Supplied information »
····················
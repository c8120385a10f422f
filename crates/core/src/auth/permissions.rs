//! Role to permission resolution.
//!
//! The table is built once and never mutated. Callers hold a
//! `PermissionTable` (usually `PermissionTable::STANDARD`) and resolve
//! roles against it; the resulting `Capabilities` is the single value the
//! rest of the system consults.

use serde::{Deserialize, Serialize};

use super::error::AuthError;
use super::role::UserRole;

/// A single guarded capability.
#[derive(Debug, Clone, Copy, PartialEq, Eq, Hash, Serialize, Deserialize)]
#[serde(rename_all = "snake_case")]
pub enum Capability {
    /// See the whole group's balance.
    ViewTotalBalance,
    /// Approve or reject pending transactions.
    ApproveTransactions,
    /// Change transaction amounts.
    EditTransactions,
    /// Register new members.
    RegisterMembers,
    /// Record contributions and other transactions.
    KeyInFinances,
    /// Broadcast notifications.
    SendNotifications,
    /// Reset PINs, edit and deactivate members.
    ManageMembers,
}

impl Capability {
    /// Human-readable description used in error messages.
    #[must_use]
    pub const fn describe(&self) -> &'static str {
        match self {
            Self::ViewTotalBalance => "view the total group balance",
            Self::ApproveTransactions => "approve transactions",
            Self::EditTransactions => "edit transactions",
            Self::RegisterMembers => "register members",
            Self::KeyInFinances => "key in finances",
            Self::SendNotifications => "send notifications",
            Self::ManageMembers => "manage members",
        }
    }
}

impl std::fmt::Display for Capability {
    fn fmt(&self, f: &mut std::fmt::Formatter<'_>) -> std::fmt::Result {
        f.write_str(self.describe())
    }
}

/// The seven capability flags granted to a role.
#[derive(Debug, Clone, Copy, Default, PartialEq, Eq, Hash, Serialize, Deserialize)]
pub struct PermissionSet {
    /// See the whole group's balance.
    pub can_view_total_balance: bool,
    /// Approve or reject pending transactions.
    pub can_approve_transactions: bool,
    /// Change transaction amounts.
    pub can_edit_transactions: bool,
    /// Register new members.
    pub can_register_members: bool,
    /// Record contributions and other transactions.
    pub can_key_in_finances: bool,
    /// Broadcast notifications.
    pub can_send_notifications: bool,
    /// Reset PINs, edit and deactivate members.
    pub can_manage_members: bool,
}

impl PermissionSet {
    /// A set with every flag off.
    pub const NONE: Self = Self {
        can_view_total_balance: false,
        can_approve_transactions: false,
        can_edit_transactions: false,
        can_register_members: false,
        can_key_in_finances: false,
        can_send_notifications: false,
        can_manage_members: false,
    };

    /// Returns whether the given capability is granted.
    #[must_use]
    pub const fn allows(&self, capability: Capability) -> bool {
        match capability {
            Capability::ViewTotalBalance => self.can_view_total_balance,
            Capability::ApproveTransactions => self.can_approve_transactions,
            Capability::EditTransactions => self.can_edit_transactions,
            Capability::RegisterMembers => self.can_register_members,
            Capability::KeyInFinances => self.can_key_in_finances,
            Capability::SendNotifications => self.can_send_notifications,
            Capability::ManageMembers => self.can_manage_members,
        }
    }
}

/// Immutable role to permission table.
#[derive(Debug, Clone, PartialEq, Eq)]
pub struct PermissionTable {
    chairman: PermissionSet,
    overall_admin: PermissionSet,
    treasurer: PermissionSet,
    secretary: PermissionSet,
    member: PermissionSet,
}

impl PermissionTable {
    /// The group's fixed permission table.
    pub const STANDARD: Self = Self {
        chairman: PermissionSet {
            can_view_total_balance: true,
            can_approve_transactions: true,
            can_edit_transactions: true,
            can_register_members: false,
            can_key_in_finances: false,
            can_send_notifications: true,
            can_manage_members: true,
        },
        overall_admin: PermissionSet {
            can_view_total_balance: true,
            can_approve_transactions: true,
            can_edit_transactions: true,
            can_register_members: true,
            can_key_in_finances: false,
            can_send_notifications: true,
            can_manage_members: true,
        },
        treasurer: PermissionSet {
            can_view_total_balance: true,
            can_approve_transactions: true,
            can_edit_transactions: true,
            can_register_members: false,
            can_key_in_finances: true,
            can_send_notifications: true,
            can_manage_members: false,
        },
        secretary: PermissionSet {
            can_view_total_balance: false,
            can_approve_transactions: false,
            can_edit_transactions: false,
            can_register_members: true,
            can_key_in_finances: false,
            can_send_notifications: true,
            can_manage_members: false,
        },
        member: PermissionSet::NONE,
    };

    /// Returns the permission set for a role.
    #[must_use]
    pub const fn resolve(&self, role: UserRole) -> PermissionSet {
        match role {
            UserRole::Chairman => self.chairman,
            UserRole::OverallAdmin => self.overall_admin,
            UserRole::Treasurer => self.treasurer,
            UserRole::Secretary => self.secretary,
            UserRole::Member => self.member,
        }
    }

    /// Resolves a raw role identifier, failing closed to `Member`.
    #[must_use]
    pub fn resolve_identifier(&self, role: Option<&str>) -> PermissionSet {
        self.resolve(UserRole::resolve(role))
    }

    /// Builds the capability value object for a role.
    #[must_use]
    pub const fn capabilities(&self, role: UserRole) -> Capabilities {
        Capabilities {
            role,
            permissions: self.resolve(role),
            is_admin: role.is_admin(),
            is_financial_admin: role.is_financial_admin(),
        }
    }
}

impl Default for PermissionTable {
    fn default() -> Self {
        Self::STANDARD
    }
}

/// Resolves a role against the standard table.
#[must_use]
pub const fn resolve(role: UserRole) -> PermissionSet {
    PermissionTable::STANDARD.resolve(role)
}

/// Everything a caller is allowed to see and do.
#[derive(Debug, Clone, Copy, PartialEq, Eq, Serialize, Deserialize)]
pub struct Capabilities {
    /// The role these capabilities were resolved from.
    pub role: UserRole,
    /// The role's permission flags.
    pub permissions: PermissionSet,
    /// `role != member`.
    pub is_admin: bool,
    /// `role` is chairman, overall admin or treasurer.
    pub is_financial_admin: bool,
}

impl Capabilities {
    /// Capabilities of a caller whose role is not (yet) known.
    #[must_use]
    pub const fn anonymous(table: &PermissionTable) -> Self {
        table.capabilities(UserRole::Member)
    }

    /// Returns whether the given capability is granted.
    #[must_use]
    pub const fn allows(&self, capability: Capability) -> bool {
        self.permissions.allows(capability)
    }

    /// Fails with `AuthError::Forbidden` unless the capability is granted.
    pub fn require(&self, capability: Capability) -> Result<(), AuthError> {
        if self.allows(capability) {
            Ok(())
        } else {
            Err(AuthError::Forbidden {
                role: self.role,
                capability,
            })
        }
    }

    /// Fails with `AuthError::AdminOnly` for plain members.
    pub fn require_admin(&self) -> Result<(), AuthError> {
        if self.is_admin {
            Ok(())
        } else {
            Err(AuthError::AdminOnly { role: self.role })
        }
    }
}

#[cfg(test)]
mod tests {
    use super::*;

    const ALL_CAPABILITIES: [Capability; 7] = [
        Capability::ViewTotalBalance,
        Capability::ApproveTransactions,
        Capability::EditTransactions,
        Capability::RegisterMembers,
        Capability::KeyInFinances,
        Capability::SendNotifications,
        Capability::ManageMembers,
    ];

    fn flags(set: PermissionSet) -> [bool; 7] {
        ALL_CAPABILITIES.map(|c| set.allows(c))
    }

    #[test]
    fn test_chairman_permissions() {
        assert_eq!(
            flags(resolve(UserRole::Chairman)),
            [true, true, true, false, false, true, true]
        );
    }

    #[test]
    fn test_overall_admin_permissions() {
        assert_eq!(
            flags(resolve(UserRole::OverallAdmin)),
            [true, true, true, true, false, true, true]
        );
    }

    #[test]
    fn test_treasurer_permissions() {
        assert_eq!(
            flags(resolve(UserRole::Treasurer)),
            [true, true, true, false, true, true, false]
        );
    }

    #[test]
    fn test_secretary_permissions() {
        assert_eq!(
            flags(resolve(UserRole::Secretary)),
            [false, false, false, true, false, true, false]
        );
    }

    #[test]
    fn test_member_has_no_permissions() {
        assert_eq!(resolve(UserRole::Member), PermissionSet::NONE);
    }

    #[test]
    fn test_unknown_identifier_resolves_to_member() {
        let table = PermissionTable::STANDARD;
        assert_eq!(
            table.resolve_identifier(Some("root")),
            table.resolve(UserRole::Member)
        );
        assert_eq!(
            table.resolve_identifier(None),
            table.resolve(UserRole::Member)
        );
        assert_eq!(
            table.resolve_identifier(Some("treasurer")),
            table.resolve(UserRole::Treasurer)
        );
    }

    #[test]
    fn test_capabilities_carry_derived_flags() {
        let caps = PermissionTable::STANDARD.capabilities(UserRole::Secretary);
        assert!(caps.is_admin);
        assert!(!caps.is_financial_admin);
        assert!(caps.allows(Capability::RegisterMembers));
    }

    #[test]
    fn test_anonymous_capabilities_are_least_privileged() {
        let caps = Capabilities::anonymous(&PermissionTable::STANDARD);
        assert_eq!(caps.role, UserRole::Member);
        assert!(!caps.is_admin);
        assert_eq!(caps.permissions, PermissionSet::NONE);
    }

    #[test]
    fn test_require_reports_role_and_capability() {
        let caps = PermissionTable::STANDARD.capabilities(UserRole::Chairman);
        assert!(caps.require(Capability::ManageMembers).is_ok());

        let err = caps.require(Capability::KeyInFinances).unwrap_err();
        assert!(matches!(
            err,
            AuthError::Forbidden {
                role: UserRole::Chairman,
                capability: Capability::KeyInFinances
            }
        ));
    }

    #[test]
    fn test_require_admin() {
        for role in UserRole::ALL {
            let caps = PermissionTable::STANDARD.capabilities(role);
            assert_eq!(caps.require_admin().is_ok(), role != UserRole::Member);
        }
    }

    #[test]
    fn test_financial_admin_is_not_approval_flag() {
        // Both happen to agree for the standard table; the allow-list stays authoritative.
        for role in UserRole::ALL {
            let caps = PermissionTable::STANDARD.capabilities(role);
            assert_eq!(
                caps.is_financial_admin,
                matches!(
                    role,
                    UserRole::Chairman | UserRole::OverallAdmin | UserRole::Treasurer
                )
            );
        }
    }
}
····················
What you will do »
Write out exactly the lines starting with the one that holds "assert!(caps.require(Capability::ManageMembers).is_ok());" and running through the last line above.

Response to this exercise »
        assert!(caps.require(Capability::ManageMembers).is_ok());

        let err = caps.require(Capability::KeyInFinances).unwrap_err();
        assert!(matches!(
            err,
            AuthError::Forbidden {
                role: UserRole::Chairman,
                capability: Capability::KeyInFinances
            }
        ));
    }

    #[test]
    fn test_require_admin() {
        for role in UserRole::ALL {
            let caps = PermissionTable::STANDARD.capabilities(role);
            assert_eq!(caps.require_admin().is_ok(), role != UserRole::Member);
        }
    }

    #[test]
    fn test_financial_admin_is_not_approval_flag() {
        // Both happen to agree for the standard table; the allow-list stays authoritative.
        for role in UserRole::ALL {
            let caps = PermissionTable::STANDARD.capabilities(role);
            assert_eq!(
                caps.is_financial_admin,
                matches!(
                    role,
                    UserRole::Chairman | UserRole::OverallAdmin | UserRole::Treasurer
                )
            );
        }
    }
}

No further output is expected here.